Élisabeth Borne n’est pas une politique, plutôt une technocrate, tout le monde l’aura compris. Mais la cheffe du gouvernement a semblé très fière d’elle, ce mercredi 6 juillet, alors qu’elle dévoilait peu à peu sa feuille de route. Pas besoin de beaucoup de talent pour prendre son pied dans l’exercice du pouvoir. Il faut dire qu’elle n’a pas fait dans la finesse : elle a distillé les provocations, parfois frontales – lorsqu’elle annonce qu’il va falloir travailler plus longtemps, elle lance un grand sourire à la gauche –, parfois plus perverses… Ainsi, Élisabeth Borne a mentionné la quasi-totalité des présidents de groupes.

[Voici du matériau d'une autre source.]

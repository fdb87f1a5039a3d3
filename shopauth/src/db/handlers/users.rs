//! User persistence.

use crate::db::{
    errors::Result,
    models::users::{UserCreateDBRequest, UserDBResponse},
};
use crate::types::{UserId, abbrev_uuid};
use async_trait::async_trait;
use sqlx::PgPool;
use tracing::instrument;

/// Storage for registered users. Email is unique and compared exactly as stored.
#[async_trait]
pub trait UserStore: Send + Sync {
    /// Insert a new user. A duplicate email surfaces as [`crate::db::errors::DbError::UniqueViolation`].
    async fn create(&self, request: &UserCreateDBRequest) -> Result<UserDBResponse>;

    async fn get_by_id(&self, id: UserId) -> Result<Option<UserDBResponse>>;

    async fn get_by_email(&self, email: &str) -> Result<Option<UserDBResponse>>;
}

pub struct PgUsers {
    pool: PgPool,
}

impl PgUsers {
    pub fn new(pool: PgPool) -> Self {
        Self { pool }
    }
}

#[async_trait]
impl UserStore for PgUsers {
    #[instrument(skip(self, request), fields(role = %request.role), err)]
    async fn create(&self, request: &UserCreateDBRequest) -> Result<UserDBResponse> {
        let user = sqlx::query_as::<_, UserDBResponse>(
            r#"
            INSERT INTO users (id, email, password_hash, role)
            VALUES ($1, $2, $3, $4)
            RETURNING id, email, password_hash, role, created_at, updated_at
            "#,
        )
        .bind(uuid::Uuid::new_v4())
        .bind(&request.email)
        .bind(&request.password_hash)
        .bind(request.role)
        .fetch_one(&self.pool)
        .await?;

        Ok(user)
    }

    #[instrument(skip(self), fields(user_id = %abbrev_uuid(&id)), err)]
    async fn get_by_id(&self, id: UserId) -> Result<Option<UserDBResponse>> {
        let user = sqlx::query_as::<_, UserDBResponse>(
            "SELECT id, email, password_hash, role, created_at, updated_at FROM users WHERE id = $1",
        )
        .bind(id)
        .fetch_optional(&self.pool)
        .await?;

        Ok(user)
    }

    #[instrument(skip(self, email), err)]
    async fn get_by_email(&self, email: &str) -> Result<Option<UserDBResponse>> {
        let user = sqlx::query_as::<_, UserDBResponse>(
            "SELECT id, email, password_hash, role, created_at, updated_at FROM users WHERE email = $1",
        )
        .bind(email)
        .fetch_optional(&self.pool)
        .await?;

        Ok(user)
    }
}

#[cfg(test)]
mod tests {
    use super::*;
    use crate::api::models::users::Role;
    use crate::db::errors::DbError;

    fn create_request(email: &str) -> UserCreateDBRequest {
        UserCreateDBRequest {
            email: email.to_string(),
            password_hash: "$argon2id$placeholder".to_string(),
            role: Role::FruitGuy,
        }
    }

    #[sqlx::test]
    #[test_log::test]
    async fn test_create_and_get_user(pool: PgPool) {
        let users = PgUsers::new(pool);

        let created = users.create(&create_request("ann@example.com")).await.unwrap();
        assert_eq!(created.email, "ann@example.com");
        assert_eq!(created.role, Role::FruitGuy);

        let by_id = users.get_by_id(created.id).await.unwrap().unwrap();
        assert_eq!(by_id.email, "ann@example.com");

        let by_email = users.get_by_email("ann@example.com").await.unwrap().unwrap();
        assert_eq!(by_email.id, created.id);

        assert!(users.get_by_email("ANN@example.com").await.unwrap().is_none());
    }

    #[sqlx::test]
    #[test_log::test]
    async fn test_duplicate_email_is_unique_violation(pool: PgPool) {
        let users = PgUsers::new(pool);
        users.create(&create_request("ann@example.com")).await.unwrap();

        let err = users.create(&create_request("ann@example.com")).await.unwrap_err();
        match err {
            DbError::UniqueViolation { constraint, table, .. } => {
                assert_eq!(constraint.as_deref(), Some("users_email_key"));
                assert_eq!(table.as_deref(), Some("users"));
            }
            other => panic!("expected unique violation, got {other:?}"),
        }
    }
}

Commençant par Olivier Marleix des Républicains, ce qui aura pour effet de surprendre l’Assemblée.

Subtile comme un gros rouge qui tâche

Élisabeth Borne est donc de ce genre de personne : après avoir reçu chaque président de groupe la semaine dernière, elle balance au grand jour les sujets sur lesquels ils sembleraient en mesure d’accorder leurs violons. Au-delà du fait que cela ne doit pas leur donner envie de s’entretenir en privé avec elle, la Première ministre se faite mauvaise. Comme l’a noté le journaliste à Libé Étienne Baldit, « elle prend un malin plaisir à les mettre en porte-à-faux sur leurs thèmes de prédilection. Mais à part faire plaisir à leurs opposants respectifs et à la majorité, ça traduit une volonté de fragmentation de l’hémicycle plutôt que de rassemblement et de "compromis" tant vantés ». Ainsi aura-t-elle interpellé l’écologiste Julien Bayou pour mieux enchaîner sur le thème du nucléaire…

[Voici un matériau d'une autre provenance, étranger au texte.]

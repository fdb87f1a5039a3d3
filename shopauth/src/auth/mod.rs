//! Authentication and authorization.
//!
//! # Authentication
//!
//! Login and registration issue a pair of HS256 tokens ([`tokens`]) signed with separate
//! secrets. The access token goes to the client as the `accessToken` cookie and in the response
//! body; the refresh token is kept only in the user's session row ([`service`]). Each user has at
//! most one session, and every refresh rotates both tokens.
//!
//! Requests present the access token either as the cookie or as `Authorization: Bearer <token>`
//! ([`cookies`]). When it has expired, [`middleware::require_auth`] uses the session's refresh
//! token to rotate the session and sends the new cookie back with the response.
//!
//! # Authorization
//!
//! Routes may carry a rule in the [`policy::AccessPolicy`]: a required action, an optional role
//! allowlist, and whether the rule is scoped to a product. The [`permissions::PermissionEngine`]
//! answers against a role → category → actions table; admins bypass every check.

pub mod cookies;
pub mod current_user;
pub mod middleware;
pub mod password;
pub mod permissions;
pub mod policy;
pub mod service;
pub mod tokens;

Le pire, c’est qu’Élisabeth Borne a semblé très contente de son jeu, au fur et à mesure qu’elle égrenait les noms des uns et des autres. Et à la fin – oh surprises ! – elle n’aura pas eu un mot ni pour l’insoumise Mathilde Panot ni pour Marine Le Pen. Car, voyez-vous, la Première ministre voulait tracer un cercle autour d’elle : des LR au communistes, voilà le périmètre de la République. Au-delà, mes « ennemis », des mots de Gérald Darmanin. Le RN et LFI sont mis dans le même sac – ce qui va à l’encontre des nombreuses mains tendues ministérielles vers l’extrême droite de ces derniers jours. Une rhétorique que l’on ne connaît que trop bien, et qui commence à s’installer pérennement dans l’imaginaire politique français. Mais ne nous y trompons pas : Élisabeth Borne ne veut pas travailler avec tout le monde, elle veut diviser un maximum – tant dans le camp des LR qu’au sein de la Nupes –, cliver au possible, pour régner sur un tas de cendres.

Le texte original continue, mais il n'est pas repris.